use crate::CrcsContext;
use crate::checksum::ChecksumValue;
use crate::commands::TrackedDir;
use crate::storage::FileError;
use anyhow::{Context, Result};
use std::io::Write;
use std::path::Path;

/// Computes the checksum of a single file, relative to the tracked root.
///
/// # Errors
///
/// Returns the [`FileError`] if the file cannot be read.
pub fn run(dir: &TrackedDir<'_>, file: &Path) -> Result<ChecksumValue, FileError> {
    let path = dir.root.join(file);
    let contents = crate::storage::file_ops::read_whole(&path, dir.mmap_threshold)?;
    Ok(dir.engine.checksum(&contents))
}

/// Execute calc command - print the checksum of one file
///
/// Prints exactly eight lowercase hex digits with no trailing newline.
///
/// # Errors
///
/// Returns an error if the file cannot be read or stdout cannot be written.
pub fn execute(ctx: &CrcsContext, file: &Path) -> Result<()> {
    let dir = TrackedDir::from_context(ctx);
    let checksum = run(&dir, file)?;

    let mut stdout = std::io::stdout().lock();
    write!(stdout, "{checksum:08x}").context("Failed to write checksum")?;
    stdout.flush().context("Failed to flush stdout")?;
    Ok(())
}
· · · · ·
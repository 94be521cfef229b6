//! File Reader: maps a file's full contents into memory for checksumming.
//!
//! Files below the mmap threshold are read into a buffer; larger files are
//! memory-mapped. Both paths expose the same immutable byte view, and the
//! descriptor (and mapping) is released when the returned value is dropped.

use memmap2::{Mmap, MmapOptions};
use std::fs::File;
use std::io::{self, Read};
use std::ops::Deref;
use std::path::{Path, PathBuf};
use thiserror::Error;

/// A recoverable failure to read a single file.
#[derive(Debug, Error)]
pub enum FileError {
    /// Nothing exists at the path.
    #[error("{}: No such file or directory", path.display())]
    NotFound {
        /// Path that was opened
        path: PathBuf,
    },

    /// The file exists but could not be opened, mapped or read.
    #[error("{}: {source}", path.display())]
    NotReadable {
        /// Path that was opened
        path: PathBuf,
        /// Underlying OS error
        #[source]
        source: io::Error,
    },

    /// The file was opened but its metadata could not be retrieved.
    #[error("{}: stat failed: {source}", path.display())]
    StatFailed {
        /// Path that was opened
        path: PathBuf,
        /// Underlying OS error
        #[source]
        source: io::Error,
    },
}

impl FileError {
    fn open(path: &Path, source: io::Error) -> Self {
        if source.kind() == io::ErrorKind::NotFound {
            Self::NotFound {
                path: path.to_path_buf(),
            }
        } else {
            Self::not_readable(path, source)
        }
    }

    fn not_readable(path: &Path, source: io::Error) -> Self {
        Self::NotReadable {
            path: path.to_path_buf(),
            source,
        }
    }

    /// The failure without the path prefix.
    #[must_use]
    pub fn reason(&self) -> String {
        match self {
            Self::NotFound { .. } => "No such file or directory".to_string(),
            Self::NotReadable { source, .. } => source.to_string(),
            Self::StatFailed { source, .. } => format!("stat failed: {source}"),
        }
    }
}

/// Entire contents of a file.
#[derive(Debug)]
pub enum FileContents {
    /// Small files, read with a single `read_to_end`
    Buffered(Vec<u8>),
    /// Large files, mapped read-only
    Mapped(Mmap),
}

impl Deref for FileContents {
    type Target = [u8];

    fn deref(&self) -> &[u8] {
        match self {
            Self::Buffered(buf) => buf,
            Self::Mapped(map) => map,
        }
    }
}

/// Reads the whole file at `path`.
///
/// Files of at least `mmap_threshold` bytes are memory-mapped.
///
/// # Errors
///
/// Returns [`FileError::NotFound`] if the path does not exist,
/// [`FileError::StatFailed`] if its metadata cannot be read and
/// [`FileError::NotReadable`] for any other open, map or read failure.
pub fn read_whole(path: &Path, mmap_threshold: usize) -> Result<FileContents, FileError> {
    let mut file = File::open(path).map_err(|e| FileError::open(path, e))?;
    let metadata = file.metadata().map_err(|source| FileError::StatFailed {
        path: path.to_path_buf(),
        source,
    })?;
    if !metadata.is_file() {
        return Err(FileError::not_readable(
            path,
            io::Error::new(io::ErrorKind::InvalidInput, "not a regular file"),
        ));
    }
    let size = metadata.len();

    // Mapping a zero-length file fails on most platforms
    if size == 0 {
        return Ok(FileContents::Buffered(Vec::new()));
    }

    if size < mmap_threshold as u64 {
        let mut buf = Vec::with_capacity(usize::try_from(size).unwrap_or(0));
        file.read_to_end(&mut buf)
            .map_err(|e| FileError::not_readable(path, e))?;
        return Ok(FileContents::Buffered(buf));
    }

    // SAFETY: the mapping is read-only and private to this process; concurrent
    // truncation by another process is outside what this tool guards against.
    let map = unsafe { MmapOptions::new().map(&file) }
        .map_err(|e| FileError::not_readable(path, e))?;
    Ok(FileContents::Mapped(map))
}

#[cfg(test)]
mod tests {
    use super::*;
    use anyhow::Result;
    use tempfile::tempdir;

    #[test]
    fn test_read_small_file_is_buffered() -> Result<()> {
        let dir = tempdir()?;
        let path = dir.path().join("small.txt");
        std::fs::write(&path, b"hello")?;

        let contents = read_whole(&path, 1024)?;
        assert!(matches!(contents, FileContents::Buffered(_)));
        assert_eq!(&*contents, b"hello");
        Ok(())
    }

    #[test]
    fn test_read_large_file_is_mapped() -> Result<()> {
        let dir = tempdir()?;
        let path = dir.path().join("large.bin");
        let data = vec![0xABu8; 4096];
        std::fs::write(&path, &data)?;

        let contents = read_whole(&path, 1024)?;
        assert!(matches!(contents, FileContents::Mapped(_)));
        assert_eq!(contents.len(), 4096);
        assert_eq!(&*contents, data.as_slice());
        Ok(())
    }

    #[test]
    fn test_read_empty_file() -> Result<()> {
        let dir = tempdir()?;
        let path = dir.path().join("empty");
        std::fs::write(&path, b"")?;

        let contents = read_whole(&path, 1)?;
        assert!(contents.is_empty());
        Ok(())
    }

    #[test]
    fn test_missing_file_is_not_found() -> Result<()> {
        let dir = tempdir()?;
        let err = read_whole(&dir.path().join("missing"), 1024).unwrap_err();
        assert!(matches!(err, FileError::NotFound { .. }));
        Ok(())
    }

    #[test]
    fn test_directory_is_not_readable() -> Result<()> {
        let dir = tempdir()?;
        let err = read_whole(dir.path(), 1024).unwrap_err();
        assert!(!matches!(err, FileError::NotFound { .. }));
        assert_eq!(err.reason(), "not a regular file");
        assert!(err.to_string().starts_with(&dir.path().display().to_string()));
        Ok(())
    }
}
· · · · ·
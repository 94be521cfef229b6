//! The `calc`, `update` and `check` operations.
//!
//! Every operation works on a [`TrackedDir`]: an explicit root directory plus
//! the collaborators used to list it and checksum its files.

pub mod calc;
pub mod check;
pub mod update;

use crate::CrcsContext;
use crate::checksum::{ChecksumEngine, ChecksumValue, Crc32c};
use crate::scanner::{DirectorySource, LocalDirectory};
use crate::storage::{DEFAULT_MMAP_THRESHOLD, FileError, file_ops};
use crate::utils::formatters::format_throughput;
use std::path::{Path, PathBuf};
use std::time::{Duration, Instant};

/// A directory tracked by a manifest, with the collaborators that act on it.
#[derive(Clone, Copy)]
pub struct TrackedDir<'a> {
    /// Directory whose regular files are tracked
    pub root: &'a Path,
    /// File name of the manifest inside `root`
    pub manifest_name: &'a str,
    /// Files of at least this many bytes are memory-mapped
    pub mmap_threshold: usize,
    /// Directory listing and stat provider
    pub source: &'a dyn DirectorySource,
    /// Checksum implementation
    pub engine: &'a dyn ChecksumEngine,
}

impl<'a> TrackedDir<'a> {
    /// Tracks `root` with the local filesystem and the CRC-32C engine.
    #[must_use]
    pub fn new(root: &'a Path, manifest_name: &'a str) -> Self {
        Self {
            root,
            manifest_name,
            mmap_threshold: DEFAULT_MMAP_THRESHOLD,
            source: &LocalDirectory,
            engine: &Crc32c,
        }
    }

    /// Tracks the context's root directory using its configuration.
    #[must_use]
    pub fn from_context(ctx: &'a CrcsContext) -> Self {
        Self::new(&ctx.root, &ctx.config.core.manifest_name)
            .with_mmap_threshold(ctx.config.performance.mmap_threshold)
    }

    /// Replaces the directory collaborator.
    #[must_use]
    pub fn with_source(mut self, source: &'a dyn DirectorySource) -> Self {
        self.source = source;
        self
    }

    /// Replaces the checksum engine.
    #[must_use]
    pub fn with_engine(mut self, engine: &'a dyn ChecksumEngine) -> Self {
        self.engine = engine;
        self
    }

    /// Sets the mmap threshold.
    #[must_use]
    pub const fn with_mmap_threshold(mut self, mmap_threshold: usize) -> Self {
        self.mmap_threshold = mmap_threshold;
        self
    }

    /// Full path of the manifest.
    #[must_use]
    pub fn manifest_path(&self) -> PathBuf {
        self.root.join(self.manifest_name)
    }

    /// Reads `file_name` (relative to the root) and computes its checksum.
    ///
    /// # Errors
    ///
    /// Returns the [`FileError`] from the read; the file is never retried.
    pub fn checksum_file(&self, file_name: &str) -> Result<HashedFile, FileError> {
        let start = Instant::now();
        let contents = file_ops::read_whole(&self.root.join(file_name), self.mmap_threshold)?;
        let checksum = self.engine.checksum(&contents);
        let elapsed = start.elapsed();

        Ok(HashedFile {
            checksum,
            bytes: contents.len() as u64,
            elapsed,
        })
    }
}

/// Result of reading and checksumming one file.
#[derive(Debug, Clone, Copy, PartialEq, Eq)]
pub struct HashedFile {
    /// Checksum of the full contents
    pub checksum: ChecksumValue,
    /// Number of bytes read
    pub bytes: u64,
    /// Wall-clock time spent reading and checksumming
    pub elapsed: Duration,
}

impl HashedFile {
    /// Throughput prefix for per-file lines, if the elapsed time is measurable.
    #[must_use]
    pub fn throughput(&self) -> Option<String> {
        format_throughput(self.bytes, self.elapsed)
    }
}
· · · · ·
What you need to do >> Nothing but lines that contain "hello" should appear in the answer. Copy each from the records.

Output of the task >>
        std::fs::write(&path, b"hello")?;
        assert_eq!(&*contents, b"hello");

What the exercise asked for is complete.